I use 20# Stren Monofilament. I like the additional stretch it provides and also the added strength for piece of mind. A lot of guys use the 17# Mono as well. Then there's some who use the super lines like 25-30 lb. test with a much smaller diameter. It's a matter of preference but 14# seems a little light for dipsey applications.


----------



## dan8402 (Apr 10, 2004)

I use 30/20 Fireline and it works very well. We haven't lost a dipsy yet. The only drawback it that Fireline is fairly expensive, but I think well worth it.


----------



## Papascott (Apr 22, 2004)

I use Power pro 50/12 braid. I fished with a buddy who uses 20 mono and it felt like a rubber band to me. Once you give the braids a try it is hard to go back to mono. As far as price, a 150 spool of Power Pro costs about 15 dollars plus backing, mono would be around 6, I guess, but I have been using the same braid for as long as 5 years on 2 of my reels. When it gets a little ugly I just reverse it onto another reel. So in the long run for me its cheaper as I do not trust mono much more than a year, tops.

Scott


----------



## Shortdrift (Apr 5, 2004)

I use 30# PP and have not lost a Dipsy yet.
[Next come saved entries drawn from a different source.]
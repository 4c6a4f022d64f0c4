// Copyright 2020 - present Alex Dukhno
//
// Licensed under the Apache License, Version 2.0 (the "License");
// you may not use this file except in compliance with the License.
// You may obtain a copy of the License at
//
//     http://www.apache.org/licenses/LICENSE-2.0
//
// Unless required by applicable law or agreed to in writing, software
// distributed under the License is distributed on an "AS IS" BASIS,
// WITHOUT WARRANTIES OR CONDITIONS OF ANY KIND, either express or implied.
// See the License for the specific language governing permissions and
// limitations under the License.

use chrono::NaiveDate;
use std::fmt::{self, Display, Formatter};
use types::SqlTypeFamily;

/// One value of a row, typed as INT / CHAR / DATE / NULL.
#[derive(Debug, PartialEq, Clone)]
pub enum Datum {
    Null,
    Int(i64),
    Str(String),
    Date(NaiveDate),
}

impl Datum {
    pub fn from_string<S: ToString>(value: S) -> Datum {
        Datum::Str(value.to_string())
    }

    pub fn is_null(&self) -> bool {
        matches!(self, Datum::Null)
    }

    pub fn type_family(&self) -> Option<SqlTypeFamily> {
        match self {
            Datum::Null => None,
            Datum::Int(_) => Some(SqlTypeFamily::Int),
            Datum::Str(_) => Some(SqlTypeFamily::Char),
            Datum::Date(_) => Some(SqlTypeFamily::Date),
        }
    }
}

impl From<query_ast::Value> for Datum {
    fn from(value: query_ast::Value) -> Datum {
        match value {
            query_ast::Value::Int(value) => Datum::Int(value),
            query_ast::Value::String(value) => Datum::Str(value),
            query_ast::Value::Date(value) => Datum::Date(value),
            query_ast::Value::Null => Datum::Null,
        }
    }
}

impl Display for Datum {
    fn fmt(&self, f: &mut Formatter<'_>) -> fmt::Result {
        match self {
            Datum::Null => write!(f, "NULL"),
            Datum::Int(value) => write!(f, "{}", value),
            Datum::Str(value) => write!(f, "{}", value),
            // NaiveDate renders ISO `YYYY-MM-DD`
            Datum::Date(value) => write!(f, "{}", value),
        }
    }
}

#[cfg(test)]
mod tests {
    use super::*;

    #[test]
    fn null_renders_upper_case() {
        assert_eq!(Datum::Null.to_string(), "NULL");
    }

    #[test]
    fn date_renders_iso() {
        let date = NaiveDate::from_ymd_opt(2021, 3, 7).unwrap();
        assert_eq!(Datum::Date(date).to_string(), "2021-03-07");
    }

    #[test]
    fn family_of_values() {
        assert_eq!(Datum::Int(1).type_family(), Some(SqlTypeFamily::Int));
        assert_eq!(Datum::from_string("abc").type_family(), Some(SqlTypeFamily::Char));
        assert_eq!(Datum::Null.type_family(), None);
    }
}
The constant pressure exerted on a mono knot by a dipsy will cause failure, especially in a line as light as 14#. I also tie a new knot (palomar) on my braided every other trip plus seal it with instant glue. If you are using the #1 Dipsy, I would suggest you also use a Berkley #3 cross lock snap.


----------



## captnroger (Apr 5, 2004)

I'm not a pro, but did a lot of research prior to buying my trolling combos, and everyone I chatted with stated to go with a superline on the dipsy rods. I spooled up with #40 fireline on mine. It was the cheapest superline I could find.


----------



## Hook N Book (Apr 7, 2004)

Okay guys...I'll admit it...I'm old school and some habits are hard to break. After all, the new millennium is still very young.  I've been using mono forever and a day. I'll respool every two years and tie six foot leaders at the start of the season with very little failure at any section of the line. I've lost three dipsey's in the last four years which was due to either a tangle and snags on underwater structure in two southern lakes.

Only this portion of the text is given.